%%

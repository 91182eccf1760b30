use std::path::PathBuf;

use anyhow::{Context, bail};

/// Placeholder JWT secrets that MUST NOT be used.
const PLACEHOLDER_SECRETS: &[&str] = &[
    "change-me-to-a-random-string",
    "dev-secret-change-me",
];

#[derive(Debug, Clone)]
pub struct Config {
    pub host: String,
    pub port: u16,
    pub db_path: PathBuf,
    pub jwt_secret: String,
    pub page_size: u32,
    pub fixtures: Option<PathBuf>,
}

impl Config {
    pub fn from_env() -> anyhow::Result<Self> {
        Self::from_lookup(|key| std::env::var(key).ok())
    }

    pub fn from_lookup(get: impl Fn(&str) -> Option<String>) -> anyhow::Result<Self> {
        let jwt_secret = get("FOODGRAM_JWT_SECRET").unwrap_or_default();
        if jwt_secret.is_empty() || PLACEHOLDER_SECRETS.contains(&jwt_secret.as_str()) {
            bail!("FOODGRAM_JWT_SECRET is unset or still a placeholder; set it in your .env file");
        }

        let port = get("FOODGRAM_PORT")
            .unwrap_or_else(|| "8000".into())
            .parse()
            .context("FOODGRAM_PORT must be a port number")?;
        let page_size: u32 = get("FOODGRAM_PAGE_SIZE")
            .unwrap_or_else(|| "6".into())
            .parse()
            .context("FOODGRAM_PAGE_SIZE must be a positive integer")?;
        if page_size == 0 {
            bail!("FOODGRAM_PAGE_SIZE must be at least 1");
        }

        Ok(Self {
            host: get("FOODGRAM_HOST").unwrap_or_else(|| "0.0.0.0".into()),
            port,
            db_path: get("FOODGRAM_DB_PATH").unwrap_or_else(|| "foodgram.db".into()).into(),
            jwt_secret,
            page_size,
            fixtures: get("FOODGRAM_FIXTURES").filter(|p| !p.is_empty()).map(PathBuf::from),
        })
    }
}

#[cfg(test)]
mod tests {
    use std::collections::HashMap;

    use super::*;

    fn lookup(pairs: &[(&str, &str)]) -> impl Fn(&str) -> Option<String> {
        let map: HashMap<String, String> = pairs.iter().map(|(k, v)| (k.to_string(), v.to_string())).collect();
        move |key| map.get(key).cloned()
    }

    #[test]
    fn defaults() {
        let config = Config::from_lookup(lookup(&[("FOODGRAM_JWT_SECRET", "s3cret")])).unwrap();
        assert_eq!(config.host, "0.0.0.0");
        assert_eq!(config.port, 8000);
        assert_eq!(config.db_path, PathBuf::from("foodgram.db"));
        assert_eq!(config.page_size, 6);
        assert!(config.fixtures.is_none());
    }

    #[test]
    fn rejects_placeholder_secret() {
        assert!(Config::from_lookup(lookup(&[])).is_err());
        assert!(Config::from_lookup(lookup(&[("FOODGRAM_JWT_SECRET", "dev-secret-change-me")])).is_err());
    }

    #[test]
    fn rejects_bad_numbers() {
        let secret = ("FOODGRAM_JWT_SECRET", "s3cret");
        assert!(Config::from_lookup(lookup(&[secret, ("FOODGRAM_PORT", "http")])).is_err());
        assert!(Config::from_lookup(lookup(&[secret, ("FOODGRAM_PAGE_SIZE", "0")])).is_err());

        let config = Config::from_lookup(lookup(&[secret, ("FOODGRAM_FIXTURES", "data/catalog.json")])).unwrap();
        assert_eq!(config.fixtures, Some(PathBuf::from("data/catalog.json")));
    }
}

%%
%%

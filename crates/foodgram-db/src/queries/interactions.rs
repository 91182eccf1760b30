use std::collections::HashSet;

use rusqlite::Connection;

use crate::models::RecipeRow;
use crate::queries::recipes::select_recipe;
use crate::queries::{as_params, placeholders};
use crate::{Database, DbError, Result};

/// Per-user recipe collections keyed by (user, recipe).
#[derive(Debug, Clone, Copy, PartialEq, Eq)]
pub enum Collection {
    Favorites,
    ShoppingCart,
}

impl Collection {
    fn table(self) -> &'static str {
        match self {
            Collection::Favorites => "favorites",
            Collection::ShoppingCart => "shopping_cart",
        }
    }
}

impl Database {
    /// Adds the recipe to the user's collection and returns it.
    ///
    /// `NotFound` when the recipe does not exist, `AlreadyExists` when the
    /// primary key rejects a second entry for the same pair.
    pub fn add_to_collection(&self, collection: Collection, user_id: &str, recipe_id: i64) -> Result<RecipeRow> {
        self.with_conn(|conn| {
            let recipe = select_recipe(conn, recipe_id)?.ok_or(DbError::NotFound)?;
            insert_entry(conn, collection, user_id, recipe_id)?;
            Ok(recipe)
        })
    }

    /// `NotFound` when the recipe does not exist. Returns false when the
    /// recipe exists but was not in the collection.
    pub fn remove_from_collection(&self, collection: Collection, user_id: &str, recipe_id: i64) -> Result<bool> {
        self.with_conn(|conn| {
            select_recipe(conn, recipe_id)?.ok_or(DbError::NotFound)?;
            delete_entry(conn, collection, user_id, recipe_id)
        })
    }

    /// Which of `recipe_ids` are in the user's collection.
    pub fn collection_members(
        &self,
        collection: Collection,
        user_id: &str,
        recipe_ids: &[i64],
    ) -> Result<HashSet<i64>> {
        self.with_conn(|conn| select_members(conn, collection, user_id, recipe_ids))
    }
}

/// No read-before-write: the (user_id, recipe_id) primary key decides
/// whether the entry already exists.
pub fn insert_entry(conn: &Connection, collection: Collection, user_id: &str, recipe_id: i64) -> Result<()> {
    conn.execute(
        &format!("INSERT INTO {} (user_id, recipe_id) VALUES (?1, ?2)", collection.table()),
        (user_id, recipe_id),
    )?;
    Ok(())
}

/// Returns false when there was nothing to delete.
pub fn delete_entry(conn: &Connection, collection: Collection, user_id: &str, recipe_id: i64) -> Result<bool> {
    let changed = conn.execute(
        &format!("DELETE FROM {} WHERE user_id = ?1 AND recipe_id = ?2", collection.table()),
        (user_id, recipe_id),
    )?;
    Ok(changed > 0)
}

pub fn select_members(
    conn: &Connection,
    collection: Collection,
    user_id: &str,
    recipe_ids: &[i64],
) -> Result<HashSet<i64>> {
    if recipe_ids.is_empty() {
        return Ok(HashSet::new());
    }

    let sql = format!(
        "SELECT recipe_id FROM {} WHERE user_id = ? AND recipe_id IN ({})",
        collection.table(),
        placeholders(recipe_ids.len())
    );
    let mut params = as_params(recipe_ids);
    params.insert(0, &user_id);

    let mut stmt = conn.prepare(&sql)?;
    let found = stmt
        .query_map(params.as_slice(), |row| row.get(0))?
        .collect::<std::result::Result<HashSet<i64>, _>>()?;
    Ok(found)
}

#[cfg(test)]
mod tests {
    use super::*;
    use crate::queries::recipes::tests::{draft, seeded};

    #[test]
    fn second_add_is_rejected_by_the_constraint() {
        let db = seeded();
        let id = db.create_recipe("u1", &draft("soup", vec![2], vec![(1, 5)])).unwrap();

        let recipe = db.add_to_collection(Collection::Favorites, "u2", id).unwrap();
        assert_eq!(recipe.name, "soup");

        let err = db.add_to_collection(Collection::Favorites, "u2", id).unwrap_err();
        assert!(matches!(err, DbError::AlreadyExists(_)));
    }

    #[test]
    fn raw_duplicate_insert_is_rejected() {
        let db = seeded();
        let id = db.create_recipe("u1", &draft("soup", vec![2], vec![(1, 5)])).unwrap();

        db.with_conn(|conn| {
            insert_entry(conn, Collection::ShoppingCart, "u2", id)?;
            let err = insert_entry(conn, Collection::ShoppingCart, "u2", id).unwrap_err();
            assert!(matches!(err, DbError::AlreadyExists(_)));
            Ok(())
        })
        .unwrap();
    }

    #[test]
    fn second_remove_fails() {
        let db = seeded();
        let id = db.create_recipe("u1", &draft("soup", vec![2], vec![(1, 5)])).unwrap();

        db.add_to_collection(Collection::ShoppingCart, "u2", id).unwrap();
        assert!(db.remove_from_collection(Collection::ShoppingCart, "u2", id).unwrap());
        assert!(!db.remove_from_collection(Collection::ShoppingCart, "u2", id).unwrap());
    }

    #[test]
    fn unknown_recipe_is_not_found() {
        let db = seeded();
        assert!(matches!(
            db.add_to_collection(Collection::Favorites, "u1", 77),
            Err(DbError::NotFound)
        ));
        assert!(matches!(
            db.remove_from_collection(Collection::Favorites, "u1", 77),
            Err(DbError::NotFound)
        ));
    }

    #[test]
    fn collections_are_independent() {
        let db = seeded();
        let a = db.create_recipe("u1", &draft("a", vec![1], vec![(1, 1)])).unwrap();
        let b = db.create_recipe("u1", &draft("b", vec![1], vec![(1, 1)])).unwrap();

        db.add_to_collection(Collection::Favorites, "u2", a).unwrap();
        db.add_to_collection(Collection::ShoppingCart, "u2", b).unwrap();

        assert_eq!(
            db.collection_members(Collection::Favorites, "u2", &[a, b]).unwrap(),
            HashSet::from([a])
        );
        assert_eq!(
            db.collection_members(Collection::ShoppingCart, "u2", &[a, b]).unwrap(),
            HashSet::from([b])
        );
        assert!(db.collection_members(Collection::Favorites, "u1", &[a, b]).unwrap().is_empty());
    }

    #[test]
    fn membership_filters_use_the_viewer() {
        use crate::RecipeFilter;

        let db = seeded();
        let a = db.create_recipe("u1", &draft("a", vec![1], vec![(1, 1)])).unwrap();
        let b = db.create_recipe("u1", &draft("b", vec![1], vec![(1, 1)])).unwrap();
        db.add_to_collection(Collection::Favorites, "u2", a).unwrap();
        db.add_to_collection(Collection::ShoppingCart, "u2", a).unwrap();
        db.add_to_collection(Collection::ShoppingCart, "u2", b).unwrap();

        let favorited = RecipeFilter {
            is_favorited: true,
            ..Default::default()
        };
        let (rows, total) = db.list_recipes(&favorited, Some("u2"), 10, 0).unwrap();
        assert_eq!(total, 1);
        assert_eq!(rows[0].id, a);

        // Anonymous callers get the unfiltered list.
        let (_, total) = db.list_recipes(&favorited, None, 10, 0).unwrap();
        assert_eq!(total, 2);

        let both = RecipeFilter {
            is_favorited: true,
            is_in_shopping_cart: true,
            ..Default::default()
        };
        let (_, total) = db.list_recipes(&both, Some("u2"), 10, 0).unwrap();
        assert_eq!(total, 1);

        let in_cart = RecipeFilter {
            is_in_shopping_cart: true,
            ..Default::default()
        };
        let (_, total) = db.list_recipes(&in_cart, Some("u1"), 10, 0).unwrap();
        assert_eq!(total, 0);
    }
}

%%
%%

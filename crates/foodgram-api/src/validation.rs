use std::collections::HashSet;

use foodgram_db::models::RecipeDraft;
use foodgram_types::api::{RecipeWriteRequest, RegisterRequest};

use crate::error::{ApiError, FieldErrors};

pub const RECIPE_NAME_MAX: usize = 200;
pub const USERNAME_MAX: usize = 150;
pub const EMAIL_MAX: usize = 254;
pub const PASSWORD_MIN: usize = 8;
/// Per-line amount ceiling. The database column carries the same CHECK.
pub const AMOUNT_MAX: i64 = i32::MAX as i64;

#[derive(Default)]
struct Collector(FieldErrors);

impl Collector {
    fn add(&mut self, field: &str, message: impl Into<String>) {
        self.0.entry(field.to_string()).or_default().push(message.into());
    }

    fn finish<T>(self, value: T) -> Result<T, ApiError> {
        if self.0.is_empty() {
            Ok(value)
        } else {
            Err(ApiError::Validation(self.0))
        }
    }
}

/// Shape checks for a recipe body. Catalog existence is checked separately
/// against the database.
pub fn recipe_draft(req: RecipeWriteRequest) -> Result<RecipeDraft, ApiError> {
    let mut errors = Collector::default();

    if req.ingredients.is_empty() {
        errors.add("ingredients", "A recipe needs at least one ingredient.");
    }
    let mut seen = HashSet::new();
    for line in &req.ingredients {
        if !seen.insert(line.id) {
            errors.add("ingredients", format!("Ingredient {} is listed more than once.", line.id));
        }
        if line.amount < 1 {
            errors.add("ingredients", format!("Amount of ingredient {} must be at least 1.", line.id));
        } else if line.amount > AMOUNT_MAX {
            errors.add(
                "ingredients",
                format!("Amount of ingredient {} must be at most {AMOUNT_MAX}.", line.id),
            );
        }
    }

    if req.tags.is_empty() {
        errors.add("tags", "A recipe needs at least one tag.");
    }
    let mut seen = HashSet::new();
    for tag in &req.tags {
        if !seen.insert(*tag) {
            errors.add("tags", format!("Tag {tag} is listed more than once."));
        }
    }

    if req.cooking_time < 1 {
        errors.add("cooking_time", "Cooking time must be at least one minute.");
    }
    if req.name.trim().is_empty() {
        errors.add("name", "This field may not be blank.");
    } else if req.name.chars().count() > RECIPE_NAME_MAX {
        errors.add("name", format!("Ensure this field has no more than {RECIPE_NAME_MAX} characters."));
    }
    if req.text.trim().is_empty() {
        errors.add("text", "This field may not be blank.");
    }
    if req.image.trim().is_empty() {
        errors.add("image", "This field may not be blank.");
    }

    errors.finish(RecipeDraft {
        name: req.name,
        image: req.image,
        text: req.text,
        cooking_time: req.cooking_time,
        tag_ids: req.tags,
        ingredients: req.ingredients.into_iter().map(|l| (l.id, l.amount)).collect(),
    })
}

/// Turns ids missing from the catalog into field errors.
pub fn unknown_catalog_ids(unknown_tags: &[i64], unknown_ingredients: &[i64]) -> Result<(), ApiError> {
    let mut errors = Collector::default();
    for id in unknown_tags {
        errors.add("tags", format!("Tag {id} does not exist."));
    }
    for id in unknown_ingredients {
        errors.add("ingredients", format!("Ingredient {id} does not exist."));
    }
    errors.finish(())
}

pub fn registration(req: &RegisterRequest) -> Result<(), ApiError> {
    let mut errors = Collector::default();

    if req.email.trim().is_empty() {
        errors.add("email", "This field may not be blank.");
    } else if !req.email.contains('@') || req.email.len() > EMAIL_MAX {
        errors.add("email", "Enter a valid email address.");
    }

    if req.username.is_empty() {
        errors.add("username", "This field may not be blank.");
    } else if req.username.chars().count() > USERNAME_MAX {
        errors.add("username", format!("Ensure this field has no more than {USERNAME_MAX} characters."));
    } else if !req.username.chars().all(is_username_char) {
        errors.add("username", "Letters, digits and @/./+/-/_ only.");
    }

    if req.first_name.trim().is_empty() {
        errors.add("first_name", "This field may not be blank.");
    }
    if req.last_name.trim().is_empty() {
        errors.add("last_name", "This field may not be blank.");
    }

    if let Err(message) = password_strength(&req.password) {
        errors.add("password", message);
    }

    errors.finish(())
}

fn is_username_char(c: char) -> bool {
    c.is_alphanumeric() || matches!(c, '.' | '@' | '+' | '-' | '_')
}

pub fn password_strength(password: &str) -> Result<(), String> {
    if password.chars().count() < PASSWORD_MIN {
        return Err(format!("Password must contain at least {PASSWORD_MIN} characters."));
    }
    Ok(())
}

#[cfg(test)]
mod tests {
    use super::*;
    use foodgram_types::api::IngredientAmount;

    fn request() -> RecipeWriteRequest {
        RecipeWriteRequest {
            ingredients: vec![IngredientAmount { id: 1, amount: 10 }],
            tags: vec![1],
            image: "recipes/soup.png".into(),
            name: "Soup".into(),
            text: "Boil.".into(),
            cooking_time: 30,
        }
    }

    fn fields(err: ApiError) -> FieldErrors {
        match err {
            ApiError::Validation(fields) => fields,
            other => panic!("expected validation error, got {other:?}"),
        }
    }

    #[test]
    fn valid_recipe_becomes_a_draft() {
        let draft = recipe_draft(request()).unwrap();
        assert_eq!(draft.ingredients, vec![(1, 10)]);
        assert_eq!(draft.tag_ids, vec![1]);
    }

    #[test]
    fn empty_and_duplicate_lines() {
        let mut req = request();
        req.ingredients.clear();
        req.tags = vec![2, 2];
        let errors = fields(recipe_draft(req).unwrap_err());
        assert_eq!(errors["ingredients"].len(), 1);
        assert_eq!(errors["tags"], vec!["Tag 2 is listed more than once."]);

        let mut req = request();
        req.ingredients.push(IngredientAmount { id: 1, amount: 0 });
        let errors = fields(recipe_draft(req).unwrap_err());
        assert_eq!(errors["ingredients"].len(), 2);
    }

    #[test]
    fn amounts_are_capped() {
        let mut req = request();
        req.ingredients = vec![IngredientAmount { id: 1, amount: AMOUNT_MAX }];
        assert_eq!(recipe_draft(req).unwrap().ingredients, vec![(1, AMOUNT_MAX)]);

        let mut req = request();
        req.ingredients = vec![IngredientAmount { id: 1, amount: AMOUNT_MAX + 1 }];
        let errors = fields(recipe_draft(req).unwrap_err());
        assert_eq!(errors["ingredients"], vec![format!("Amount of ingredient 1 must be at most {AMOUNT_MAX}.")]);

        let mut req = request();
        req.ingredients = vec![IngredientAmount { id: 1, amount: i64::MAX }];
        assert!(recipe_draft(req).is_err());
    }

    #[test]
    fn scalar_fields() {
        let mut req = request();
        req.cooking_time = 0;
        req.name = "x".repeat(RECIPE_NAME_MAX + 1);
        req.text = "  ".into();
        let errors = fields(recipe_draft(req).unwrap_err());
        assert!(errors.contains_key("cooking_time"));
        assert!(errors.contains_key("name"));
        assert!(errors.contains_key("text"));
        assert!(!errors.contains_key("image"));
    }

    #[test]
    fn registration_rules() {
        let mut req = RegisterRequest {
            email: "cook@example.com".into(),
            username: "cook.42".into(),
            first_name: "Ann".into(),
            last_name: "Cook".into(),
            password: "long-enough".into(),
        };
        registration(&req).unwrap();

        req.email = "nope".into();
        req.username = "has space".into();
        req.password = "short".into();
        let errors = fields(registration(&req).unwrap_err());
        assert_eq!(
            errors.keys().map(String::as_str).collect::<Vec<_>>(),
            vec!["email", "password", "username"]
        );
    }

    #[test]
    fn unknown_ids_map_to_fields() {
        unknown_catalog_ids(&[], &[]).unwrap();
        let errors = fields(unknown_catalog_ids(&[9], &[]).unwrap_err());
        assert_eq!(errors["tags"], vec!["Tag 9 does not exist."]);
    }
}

%%

> _TASK BRIEF_:
Copy each line of the data that contains the word "RecipeFilter", leaving the other lines out.

> _RESULT OF THIS TASK_:
        use crate::RecipeFilter;
        let favorited = RecipeFilter {
        let both = RecipeFilter {
        let in_cart = RecipeFilter {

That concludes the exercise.